━━━ Dataset extract
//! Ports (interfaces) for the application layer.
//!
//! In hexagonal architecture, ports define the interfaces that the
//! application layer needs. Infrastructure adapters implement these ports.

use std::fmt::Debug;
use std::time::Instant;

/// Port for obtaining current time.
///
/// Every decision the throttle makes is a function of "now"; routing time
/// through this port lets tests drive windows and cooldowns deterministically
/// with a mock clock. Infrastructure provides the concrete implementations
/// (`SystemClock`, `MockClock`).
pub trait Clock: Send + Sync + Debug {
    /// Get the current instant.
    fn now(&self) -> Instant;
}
━━━━━━
» What is needed:
Copy each line of the preceding material that contains "Infrastructure".

» Answer space:
//! application layer needs. Infrastructure adapters implement these ports.
/// with a mock clock. Infrastructure provides the concrete implementations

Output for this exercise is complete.